This book considers a recurrent figure in American literature: the solitary white man moving through urban space. The descendent of 19th-century frontier and western heroes, the figure reemerges in 1930s-’50s America as the “tough guy.” The Street Was Mine looks to the tough guy in the works of hardboiled novelists Raymond Chandler (The Big Sleep) and James M. Cain (Double Indemnity) and their popular film noir adaptations. Focusing on the way he negotiates racial and gender “otherness,” this study argues that the tough guy embodies the promise of an impervious white masculinity amidst the turmoil of the Depression through the beginnings of the Cold War. The book concludes with an analysis of Chester Himes, whose Harlem crime novels (For Love of Imabelle) unleash a ferocious revisionary critique of the tough guy tradition.
Just from the introductory chapter it is easy to see why Abbott's fiction is so good. This is surely a repurposing of her PhD dissertation and is scrupulously researched and clearly and forcefully argued. (I'd read this before but had forgotten how small the type is in this hardcover edition: it must be 6pt, which makes reading excruciatingly hard even for the nearsighted!) Also clearly a product of the late 20th century literary criticism milieu with a heavy dose of psychoanalytic (Freud, Lacan, and both of them filtered through Siszek), feminist, Others, and deconstructionist readings of Cain and Chandler novels. These types of critical analyses always send me back to the source novels because invariably the response is: "are we reading the same books?" Abbott's reading are clearly supported by the texts, but as with the case with most criticism, it is easy to cherry pick to support just about any reading you want.
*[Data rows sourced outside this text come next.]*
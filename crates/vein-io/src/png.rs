//! PNG image format support

use crate::{IoError, IoResult};
use png::{BitDepth, ColorType, Decoder, Encoder, Transformations};
use std::io::{BufRead, Seek, Write};
use vein_core::{Pix, PixelDepth, color};

/// Read a PNG image
///
/// Palettes are expanded, sub-byte grayscale is scaled to 8 bits and
/// 16-bit samples are stripped to their high byte. Gray images come back
/// at 8 bpp; everything else at 32 bpp RGB (alpha is dropped).
pub fn read_png<R: BufRead + Seek>(reader: R) -> IoResult<Pix> {
    let mut decoder = Decoder::new(reader);
    decoder.set_transformations(Transformations::EXPAND | Transformations::STRIP_16);
    let mut reader = decoder
        .read_info()
        .map_err(|e| IoError::DecodeError(format!("PNG decode error: {}", e)))?;

    let info = reader.info();
    let width = info.width;
    let height = info.height;
    let (color_type, bit_depth) = reader.output_color_type();
    if bit_depth != BitDepth::Eight {
        return Err(IoError::UnsupportedFormat(format!(
            "unsupported PNG output depth: {:?}",
            bit_depth
        )));
    }

    let (pix_depth, samples) = match color_type {
        ColorType::Grayscale => (PixelDepth::Bit8, 1usize),
        ColorType::GrayscaleAlpha => (PixelDepth::Bit8, 2),
        ColorType::Rgb => (PixelDepth::Bit32, 3),
        ColorType::Rgba => (PixelDepth::Bit32, 4),
        ColorType::Indexed => {
            return Err(IoError::UnsupportedFormat(
                "PNG palette was not expanded".to_string(),
            ));
        }
    };

    let buf_size = reader
        .output_buffer_size()
        .ok_or_else(|| IoError::DecodeError("failed to get output buffer size".to_string()))?;
    let mut buf = vec![0; buf_size];
    let output_info = reader
        .next_frame(&mut buf)
        .map_err(|e| IoError::DecodeError(format!("PNG frame error: {}", e)))?;

    let mut pix_mut = Pix::new(width, height, pix_depth)?.try_into_mut().unwrap();

    let bytes_per_row = output_info.line_size;
    let data = &buf[..output_info.buffer_size()];

    for y in 0..height {
        let row_start = y as usize * bytes_per_row;
        for x in 0..width {
            let idx = row_start + x as usize * samples;
            let val = match pix_depth {
                PixelDepth::Bit8 => data[idx] as u32,
                _ => color::compose_rgb(data[idx], data[idx + 1], data[idx + 2]),
            };
            pix_mut.set_pixel_unchecked(x, y, val);
        }
    }

    Ok(pix_mut.into())
}

/// Write a PNG image
///
/// 1 bpp images are written as 1-bit grayscale (set bit = white),
/// 8 bpp as 8-bit grayscale and 32 bpp as 8-bit RGB.
pub fn write_png<W: Write>(pix: &Pix, writer: W) -> IoResult<()> {
    let width = pix.width();
    let height = pix.height();

    let (color_type, bit_depth, bytes_per_row) = match pix.depth() {
        PixelDepth::Bit1 => (ColorType::Grayscale, BitDepth::One, width.div_ceil(8)),
        PixelDepth::Bit8 => (ColorType::Grayscale, BitDepth::Eight, width),
        PixelDepth::Bit32 => (ColorType::Rgb, BitDepth::Eight, width * 3),
    };
    let bytes_per_row = bytes_per_row as usize;

    let mut encoder = Encoder::new(writer, width, height);
    encoder.set_color(color_type);
    encoder.set_depth(bit_depth);

    let mut writer = encoder
        .write_header()
        .map_err(|e| IoError::EncodeError(format!("PNG header error: {}", e)))?;

    let mut data = vec![0u8; bytes_per_row * height as usize];

    for y in 0..height {
        let row_start = y as usize * bytes_per_row;
        match pix.depth() {
            PixelDepth::Bit1 => {
                for x in 0..width {
                    if pix.get_pixel_unchecked(x, y) != 0 {
                        data[row_start + (x / 8) as usize] |= 1 << (7 - (x % 8));
                    }
                }
            }
            PixelDepth::Bit8 => {
                for x in 0..width {
                    data[row_start + x as usize] = pix.get_pixel_unchecked(x, y) as u8;
                }
            }
            PixelDepth::Bit32 => {
                for x in 0..width {
                    let (r, g, b) = color::extract_rgb(pix.get_pixel_unchecked(x, y));
                    let idx = row_start + x as usize * 3;
                    data[idx] = r;
                    data[idx + 1] = g;
                    data[idx + 2] = b;
                }
            }
        }
    }

    writer
        .write_image_data(&data)
        .map_err(|e| IoError::EncodeError(format!("PNG write error: {}", e)))?;

    Ok(())
}

#[cfg(test)]
mod tests {
    use super::*;
    use std::io::Cursor;

    #[test]
    fn test_png_roundtrip_grayscale() {
        let pix = Pix::new(10, 10, PixelDepth::Bit8).unwrap();
        let mut pix_mut = pix.try_into_mut().unwrap();

        for y in 0..10 {
            for x in 0..10 {
                pix_mut.set_pixel(x, y, (x + y) * 10).unwrap();
            }
        }

        let pix: Pix = pix_mut.into();

        let mut buffer = Vec::new();
        write_png(&pix, &mut buffer).unwrap();

        let pix2 = read_png(Cursor::new(buffer)).unwrap();

        assert_eq!(pix2.width(), 10);
        assert_eq!(pix2.height(), 10);
        assert_eq!(pix2.depth(), PixelDepth::Bit8);
        for y in 0..10 {
            for x in 0..10 {
                assert_eq!(pix2.get_pixel(x, y), pix.get_pixel(x, y));
            }
        }
    }

    #[test]
    fn test_png_roundtrip_rgb() {
        let pix = Pix::new(5, 5, PixelDepth::Bit32).unwrap();
        let mut pix_mut = pix.try_into_mut().unwrap();

        pix_mut.set_rgb(0, 0, 255, 0, 0).unwrap();
        pix_mut.set_rgb(1, 1, 0, 255, 0).unwrap();
        pix_mut.set_rgb(2, 2, 0, 0, 255).unwrap();

        let pix: Pix = pix_mut.into();

        let mut buffer = Vec::new();
        write_png(&pix, &mut buffer).unwrap();

        let pix2 = read_png(Cursor::new(buffer)).unwrap();

        assert_eq!(pix2.get_rgb(0, 0), Some((255, 0, 0)));
        assert_eq!(pix2.get_rgb(1, 1), Some((0, 255, 0)));
        assert_eq!(pix2.get_rgb(2, 2), Some((0, 0, 255)));
    }

    #[test]
    fn test_png_binary_reads_as_white_foreground() {
        let mut pm = Pix::new(11, 3, PixelDepth::Bit1).unwrap().try_into_mut().unwrap();
        pm.set_pixel(10, 2, 1).unwrap();
        let pix: Pix = pm.into();

        let mut buffer = Vec::new();
        write_png(&pix, &mut buffer).unwrap();
        let pix2 = read_png(Cursor::new(buffer)).unwrap();

        assert_eq!(pix2.depth(), PixelDepth::Bit8);
        assert_eq!(pix2.get_pixel(10, 2), Some(255));
        assert_eq!(pix2.get_pixel(9, 2), Some(0));
    }
}
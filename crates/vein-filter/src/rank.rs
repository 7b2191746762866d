//! Rank filtering operations
//!
//! Order-statistic filters over rectangular windows with replicated
//! borders. A running 256-bin histogram is slid along each row, so the
//! cost per pixel is proportional to the window height.

use crate::{FilterError, FilterResult, check_grayscale};
use vein_core::{Pix, PixelDepth};

/// Apply a rank filter to an 8 bpp grayscale image.
///
/// # Arguments
///
/// * `pix` - 8 bpp input
/// * `width` - Filter window width (odd)
/// * `height` - Filter window height (odd)
/// * `rank` - Rank in `[0.0, 1.0]` (0.0 = min, 0.5 = median, 1.0 = max)
///
/// Pixels outside the image repeat the nearest edge pixel.
pub fn rank_filter_gray(pix: &Pix, width: u32, height: u32, rank: f32) -> FilterResult<Pix> {
    check_grayscale(pix)?;
    if width == 0 || height == 0 || width % 2 == 0 || height % 2 == 0 {
        return Err(FilterError::InvalidParameters(format!(
            "rank filter window must be odd, got {}x{}",
            width, height
        )));
    }
    if !(0.0..=1.0).contains(&rank) {
        return Err(FilterError::InvalidParameters(format!(
            "rank must be in [0, 1], got {}",
            rank
        )));
    }

    let (w, h) = pix.dimensions();
    if width == 1 && height == 1 {
        return Ok(pix.clone());
    }

    let hw = (width / 2) as i32;
    let hh = (height / 2) as i32;
    let count = width * height;
    // 1-based position in sorted order
    let target = (rank * (count - 1) as f32).round() as u32 + 1;
    let clamp_x = |x: i32| x.clamp(0, w as i32 - 1) as u32;
    let clamp_y = |y: i32| y.clamp(0, h as i32 - 1) as u32;

    let mut out = Pix::new(w, h, PixelDepth::Bit8)?.try_into_mut().unwrap();

    for y in 0..h as i32 {
        let rows: Vec<u32> = (y - hh..=y + hh).map(clamp_y).collect();
        let mut hist = [0u32; 256];
        for dx in -hw..=hw {
            let sx = clamp_x(dx);
            for &sy in &rows {
                hist[pix.get_pixel_unchecked(sx, sy) as usize] += 1;
            }
        }

        for x in 0..w as i32 {
            if x > 0 {
                let leaving = clamp_x(x - hw - 1);
                let entering = clamp_x(x + hw);
                for &sy in &rows {
                    hist[pix.get_pixel_unchecked(leaving, sy) as usize] -= 1;
                    hist[pix.get_pixel_unchecked(entering, sy) as usize] += 1;
                }
            }
            out.set_pixel_unchecked(x as u32, y as u32, select(&hist, target));
        }
    }

    Ok(out.into())
}

/// Value at the 1-based sorted position `target` of a histogram.
#[inline]
fn select(hist: &[u32; 256], target: u32) -> u32 {
    let mut acc = 0;
    for (v, &c) in hist.iter().enumerate() {
        acc += c;
        if acc >= target {
            return v as u32;
        }
    }
    255
}

/// Apply a median filter (rank = 0.5).
pub fn median_filter(pix: &Pix, width: u32, height: u32) -> FilterResult<Pix> {
    rank_filter_gray(pix, width, height, 0.5)
}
Abbott's thesis at the simplest level is that Cain and Chandler's protagonists reflect white male anxieties. Not controversial at all. One could argue, if one was a mind to, however, over a wide number of her detailed arguments.
This was a really excellent study of masculinity in noir and hard-boiled fiction. Abbott finds that the uncertainty and anxiety in this kind of detective fiction is watered down in the movie versions, but there is still a nagging doubt over the role of men in these texts and how far they conform to patrirachal norms. There is some fascinating discussion of noir heroes and femme fatales in classic noir movies, as well as some illuminating commentary on neo-noir films, especially near the end where Abbott talks about Polanski's "Chinatown".
This is $100+ dollars & not available at the library or as part of the TX catalog. Looks like I'd have to contact a university to figure out how to get a hold of a copy. Will check WorldCat when I'm ready to read it.
Interestingly, the woman who wrote this critical work on hardboiled fiction (and film noir, as the title recounts) is also a rising star in noir-revivalism (I guess that's what I'd call it). I've not read any of those books (Die a Little, Queenpin, Song is You), but she's been highly praised by the likes of James Ellroy and has won an Edgar award for Queenpin, after a nomination for Die a Little. When I have time, I'll check her out. For now, I can recommend this work as a focused appraisal of the work of James M. Cain, Raymond Chandler, and Chester Himes and their reflection of white male anxiety in the mid-twentieth century. It's a little lacking in full attention on these authors' complete works, but it's a very interesting thesis, and holds quite a bit of merit.
An academic analysis of what made the men, men, and women fatale in hard-broiled fiction from the 1930s-1950s. A bit dry at times and her over analysis of the material forced me to read the book in small sections. I couldn't digest everything Abbout threw at me all at once.